If Obama takes the Rhino Runner armor-plated bus from Baghdad Airport to the Green Zone, or travels by Catfish Air's Blackhawk
helicopters (the way mere mortals like diplomats and journalists do), instead of by presidential chopper, he will be assigned a seat by US civilian workers easily identified by the red KBR lanyards they wear around their necks.

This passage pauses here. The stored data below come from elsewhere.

// This Source Code Form is subject to the terms of the Mozilla Public
// License, v. 2.0. If a copy of the MPL was not distributed with this
// file, You can obtain one at https://mozilla.org/MPL/2.0/.

//! Intersection and distance primitives.
//!
//! Pure functions with no state: segment-vs-rectangle clipping
//! (Liang–Barsky), segment-vs-segment intersection (cross-product
//! parametrisation) and point-to-segment distance.

use crate::types::{Point2D, Rect, WallSegment};

/// Parallel-direction threshold for the cross-product denominator
const PARALLEL_EPSILON: f64 = 1e-12;

/// Clip a segment against an axis-aligned box (Liang–Barsky).
///
/// Returns the parameter interval `(t0, t1)` of the part inside the closed
/// box, or `None` when the segment misses it entirely.
pub fn clip_segment(seg: &WallSegment, min: Point2D, max: Point2D) -> Option<(f64, f64)> {
    let dx = seg.end.x - seg.start.x;
    let dy = seg.end.y - seg.start.y;

    let p = [-dx, dx, -dy, dy];
    let q = [
        seg.start.x - min.x,
        max.x - seg.start.x,
        seg.start.y - min.y,
        max.y - seg.start.y,
    ];

    let mut t0: f64 = 0.0;
    let mut t1: f64 = 1.0;

    for i in 0..4 {
        if p[i].abs() < PARALLEL_EPSILON {
            // Parallel to this edge: reject when outside it
            if q[i] < 0.0 {
                return None;
            }
        } else {
            let r = q[i] / p[i];
            if p[i] < 0.0 {
                if r > t1 {
                    return None;
                }
                t0 = t0.max(r);
            } else {
                if r < t0 {
                    return None;
                }
                t1 = t1.min(r);
            }
        }
    }

    (t0 <= t1).then_some((t0, t1))
}

/// True when the segment touches or enters the closed rectangle
pub fn segment_intersects_rect(seg: &WallSegment, rect: &Rect) -> bool {
    clip_segment(
        seg,
        Point2D::new(rect.x, rect.y),
        Point2D::new(rect.max_x(), rect.max_y()),
    )
    .is_some()
}

/// True when the segment enters the rectangle shrunk by `tolerance`.
///
/// Walls running along an edge of the rectangle (boxes flush against a
/// wall) do not count.
pub fn segment_crosses_rect(seg: &WallSegment, rect: &Rect, tolerance: f64) -> bool {
    segment_intersects_rect(seg, &rect.inset(tolerance))
}

/// A proper intersection between two segments
#[derive(Debug, Clone, Copy, PartialEq)]
pub struct SegmentHit {
    /// Parameter along the first segment
    pub t: f64,
    /// Parameter along the second segment
    pub u: f64,
    pub point: Point2D,
}

/// Intersect two segments by cross-product parametrisation.
///
/// Parallel (including collinear) pairs return `None`; `slack` widens the
/// accepted parameter range to `[-slack, 1 + slack]` on both segments.
pub fn segment_intersection(a: &WallSegment, b: &WallSegment, slack: f64) -> Option<SegmentHit> {
    let r = a.start.vector_to(&a.end);
    let s = b.start.vector_to(&b.end);
    let denom = r.perp(&s);

    if denom.abs() < PARALLEL_EPSILON * (r.norm() * s.norm()).max(1.0) {
        return None;
    }

    let qp = a.start.vector_to(&b.start);
    let t = qp.perp(&s) / denom;
    let u = qp.perp(&r) / denom;

    let range = -slack..=1.0 + slack;
    if range.contains(&t) && range.contains(&u) {
        Some(SegmentHit {
            t,
            u,
            point: a.point_at(t),
        })
    } else {
        None
    }
}

/// Bounding-box reject followed by an exact crossing test
pub fn segments_cross(a: &WallSegment, b: &WallSegment) -> bool {
    if !a.bounds().overlaps(&b.bounds()) {
        return false;
    }
    segment_intersection(a, b, 0.0).is_some()
}

/// Closest point on the segment to `point`, with its clamped parameter
pub fn project_onto_segment(point: &Point2D, seg: &WallSegment) -> (f64, Point2D) {
    let d = seg.start.vector_to(&seg.end);
    let length_sq = d.norm_squared();

    if length_sq < 1e-18 {
        return (0.0, seg.start);
    }

    let t = seg.start.vector_to(point).dot(&d) / length_sq;
    if t <= 0.0 {
        (0.0, seg.start)
    } else if t >= 1.0 {
        (1.0, seg.end)
    } else {
        (t, seg.point_at(t))
    }
}

/// Euclidean distance from a point to a segment
pub fn point_segment_distance(point: &Point2D, seg: &WallSegment) -> f64 {
    let (_, closest) = project_onto_segment(point, seg);
    point.distance_to(&closest)
}

/// Perpendicular distance from a point to the infinite line through `seg`
pub fn point_line_distance(point: &Point2D, seg: &WallSegment) -> f64 {
    let d = seg.start.vector_to(&seg.end);
    let len = d.norm();
    if len < 1e-12 {
        return point.distance_to(&seg.start);
    }
    seg.start.vector_to(point).perp(&d).abs() / len
}

#[cfg(test)]
mod tests {
    use super::*;
    use approx::assert_relative_eq;

    fn seg(x0: f64, y0: f64, x1: f64, y1: f64) -> WallSegment {
        WallSegment::new(Point2D::new(x0, y0), Point2D::new(x1, y1))
    }

    #[test]
    fn test_clip_segment_through_box() {
        let (t0, t1) = clip_segment(
            &seg(-5.0, 1.0, 15.0, 1.0),
            Point2D::new(0.0, 0.0),
            Point2D::new(10.0, 2.0),
        )
        .unwrap();
        assert_relative_eq!(t0, 0.25);
        assert_relative_eq!(t1, 0.75);
    }

    #[test]
    fn test_segment_rect_miss_and_hit() {
        let rect = Rect::new(0.0, 0.0, 2.0, 2.0);
        assert!(segment_intersects_rect(&seg(-1.0, 1.0, 3.0, 1.0), &rect));
        assert!(!segment_intersects_rect(&seg(-1.0, 3.0, 3.0, 3.0), &rect));
        // Diagonal passing near the corner but outside
        assert!(!segment_intersects_rect(&seg(2.5, 0.0, 4.0, 1.5), &rect));
    }

    #[test]
    fn test_flush_wall_does_not_cross() {
        let rect = Rect::new(0.0, 0.0, 2.0, 2.5);
        let perimeter = seg(-5.0, 0.0, 5.0, 0.0);
        assert!(segment_intersects_rect(&perimeter, &rect));
        assert!(!segment_crosses_rect(&perimeter, &rect, 0.01));
    }

    #[test]
    fn test_segment_intersection_cross() {
        let hit = segment_intersection(&seg(0.0, 0.0, 10.0, 0.0), &seg(5.0, -5.0, 5.0, 5.0), 0.0)
            .unwrap();
        assert_relative_eq!(hit.t, 0.5);
        assert_relative_eq!(hit.u, 0.5);
        assert_relative_eq!(hit.point.x, 5.0);
    }

    #[test]
    fn test_parallel_segments_do_not_intersect() {
        assert!(segment_intersection(&seg(0.0, 0.0, 10.0, 0.0), &seg(0.0, 1.0, 10.0, 1.0), 0.0)
            .is_none());
        assert!(!segments_cross(&seg(0.0, 0.0, 10.0, 0.0), &seg(2.0, 0.0, 4.0, 0.0)));
    }

    #[test]
    fn test_point_segment_distance() {
        let s = seg(0.0, 0.0, 10.0, 0.0);
        assert_relative_eq!(point_segment_distance(&Point2D::new(5.0, 5.0), &s), 5.0);
        assert_relative_eq!(point_segment_distance(&Point2D::new(13.0, 4.0), &s), 5.0);
        assert_relative_eq!(point_line_distance(&Point2D::new(13.0, 4.0), &s), 4.0);
    }
}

Even if Obama gets the ultra-red carpet treatment, he will still tread on walkways and enter buildings that have been constructed over the last six years by an army of some 50,000 workers in the employ of KBR. And should Obama chose to order the troops in Iraq home tomorrow, he will effectively sign a blank check for billions of dollars in withdrawal logistics contracts that will largely be carried out by a company once overseen by former vice-president Dick Cheney.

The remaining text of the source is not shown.